Purpose: The objective of this study was to create an in vitro outer blood-retinal barrier (oBRB) cell co-culture model using highly pigmented and mature human embryonic stem cell (hESC) -RPEs and human retinal microvascular endothelial cells (hREC). The long-term co-culture effects on the barrier properties, morphology and function of hESC-RPE cells was further assessed.

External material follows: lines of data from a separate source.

use serde::{Deserialize, Serialize};
use uuid::Uuid;

macro_rules! uuid_id {
    ($(#[$meta:meta])* $name:ident) => {
        $(#[$meta])*
        #[derive(Debug, Clone, Copy, PartialEq, Eq, PartialOrd, Ord, Hash, Serialize, Deserialize)]
        #[serde(transparent)]
        pub struct $name(Uuid);

        impl $name {
            /// Creates a new random identifier.
            pub fn new() -> Self {
                Self(Uuid::new_v4())
            }

            /// Creates an identifier from an existing UUID.
            pub fn from_uuid(uuid: Uuid) -> Self {
                Self(uuid)
            }

            /// Returns the underlying UUID.
            pub fn as_uuid(&self) -> Uuid {
                self.0
            }
        }

        impl Default for $name {
            fn default() -> Self {
                Self::new()
            }
        }

        impl std::fmt::Display for $name {
            fn fmt(&self, f: &mut std::fmt::Formatter<'_>) -> std::fmt::Result {
                write!(f, "{}", self.0)
            }
        }

        impl std::str::FromStr for $name {
            type Err = uuid::Error;

            fn from_str(s: &str) -> Result<Self, Self::Err> {
                Uuid::parse_str(s).map(Self)
            }
        }

        impl From<Uuid> for $name {
            fn from(uuid: Uuid) -> Self {
                Self(uuid)
            }
        }

        impl From<$name> for Uuid {
            fn from(id: $name) -> Self {
                id.0
            }
        }
    };
}

uuid_id!(
    /// Identifier of an order row.
    OrderId
);
uuid_id!(
    /// Identifier of an order line item row.
    OrderItemId
);
uuid_id!(
    /// Identifier of a catalog product.
    ProductId
);
uuid_id!(
    /// Identifier of an authenticated user, as issued by the auth provider.
    UserId
);
uuid_id!(
    /// Identifier of a cart.
    CartId
);
uuid_id!(CartItemId);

Methods: The hESC- RPE cells (Regea 08/017, Regea 08/023 or Regea 11/013 cell lines) were seeded on other side of perforated polyester filter inserts than primary human retinal microvascular endothelial cells (ACBRI 181). These were co-cultured together up to 6 weeks. The barrier function was examined by measuring the trans-epithelial resistance (TER) using a voltohmmeter and the permeability of a 4 kDa fluorescein isothiocyanate-dextran (FD4) using the Ussing chamber system. The expression and the localisation of RPE and endothelial marker proteins were analysed with the confocal microscopy, and the fine structure with transmission electron microscopy (TEM). The effects of the co-culture on growth factor secretion of the vascular endothelial growth factor (VEGF) and pigment epithelium-derived factor (PEDF) were analysed with ELISA.

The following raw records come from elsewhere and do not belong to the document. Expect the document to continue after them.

//! HTTP API server for the storefront.
//!
//! Provides REST endpoints for the catalog, the signed-in user's cart,
//! order placement and the admin back office, with structured logging
//! (tracing) and Prometheus metrics.

pub mod config;
pub mod error;
pub mod routes;
pub mod session;

use std::sync::Arc;

use axum::Router;
use axum::routing::{get, patch, post, put};
use checkout::OrderWriter;
use domain::{CartService, CatalogService, OrderService};
use metrics_exporter_prometheus::PrometheusHandle;
use store::Store;
use tower_http::cors::{Any, CorsLayer};
use tower_http::trace::TraceLayer;

use config::Config;

/// Shared application state accessible from all handlers.
pub struct AppState<S> {
    pub writer: OrderWriter<S>,
    pub carts: CartService<S>,
    pub catalog: CatalogService<S>,
    pub orders: OrderService<S>,
    pub store: S,
    /// Name of the storage backend, reported by the health check.
    pub storage: &'static str,
    pub low_stock_threshold: i32,
}

/// Creates the Axum application router with all routes and shared state.
pub fn create_app<S: Store + Clone + 'static>(
    state: Arc<AppState<S>>,
    metrics_handle: PrometheusHandle,
) -> Router {
    let metrics_router = Router::new()
        .route("/metrics", get(routes::metrics::get))
        .with_state(metrics_handle);

    let admin = Router::new()
        .route("/products", post(routes::admin::create_product::<S>))
        .route(
            "/products/{id}",
            put(routes::admin::update_product::<S>).delete(routes::admin::delete_product::<S>),
        )
        .route("/orders", get(routes::admin::list_orders::<S>))
        .route("/orders/{id}/status", patch(routes::admin::update_status::<S>))
        .route(
            "/orders/{id}/payment-status",
            patch(routes::admin::update_payment_status::<S>),
        )
        .route("/dashboard", get(routes::admin::dashboard::<S>));

    let api = Router::new()
        .route("/products", get(routes::products::list::<S>))
        .route("/products/{id}", get(routes::products::get::<S>))
        .route(
            "/cart",
            get(routes::cart::view::<S>).delete(routes::cart::clear::<S>),
        )
        .route("/cart/items", post(routes::cart::add_item::<S>))
        .route(
            "/cart/items/{id}",
            patch(routes::cart::update_item::<S>).delete(routes::cart::remove_item::<S>),
        )
        .route("/cart/merge", post(routes::cart::merge::<S>))
        .route(
            "/orders",
            post(routes::orders::create::<S>).get(routes::orders::list::<S>),
        )
        .route("/orders/{id}", get(routes::orders::get::<S>))
        .nest("/admin", admin);

    Router::new()
        .route("/health", get(routes::health::check::<S>))
        .nest("/api", api)
        .with_state(state)
        .merge(metrics_router)
        .layer(
            CorsLayer::new()
                .allow_origin(Any)
                .allow_methods(Any)
                .allow_headers(Any),
        )
        .layer(TraceLayer::new_for_http())
}

/// Creates the application state over `store`.
pub fn create_default_state<S: Store + Clone + 'static>(
    store: S,
    storage: &'static str,
    config: &Config,
) -> Arc<AppState<S>> {
    Arc::new(AppState {
        writer: OrderWriter::new(store.clone(), config.stock_policy),
        carts: CartService::new(store.clone()),
        catalog: CatalogService::new(store.clone()),
        orders: OrderService::new(store.clone()),
        store,
        storage,
        low_stock_threshold: config.low_stock_threshold,
    })
}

Results: The TER assessment revealed that co-culture increased the barrier function in hESC-RPE cells. The co-culture had only a modest effect on the cumulative permeability of FD4 in hESC-RPE. In confocal microscopy we saw that RPE specific cellular retinaldehyde-binding protein and endothelial cell specific von Willebrand factor had cell type specific localisation. TEM revealed a cell line specific effect on the extracellular matrix deposition. The effect of co-culturing on VEGF and PEDF secretion was also cell line specific. VEGF secretion in RPE cells differentiated from Regea 08/023 cell line but increased in Regea 08/017 and Regea 11/013 cell lines. The secretion of PEDF was increased after co-culture in RPE cells differentiated from Regea 08/017 and Regea 08/023 but not in Regea 11/013 cell line.

Conclusions: The long-term co-culture of hESC-RPE cells with hRECs has effects on the matrix deposition, barrier function and the functionality of hESC-RPE cells. Furthermore the data suggests - hESC-RPE line specific differences in growth factor secretion.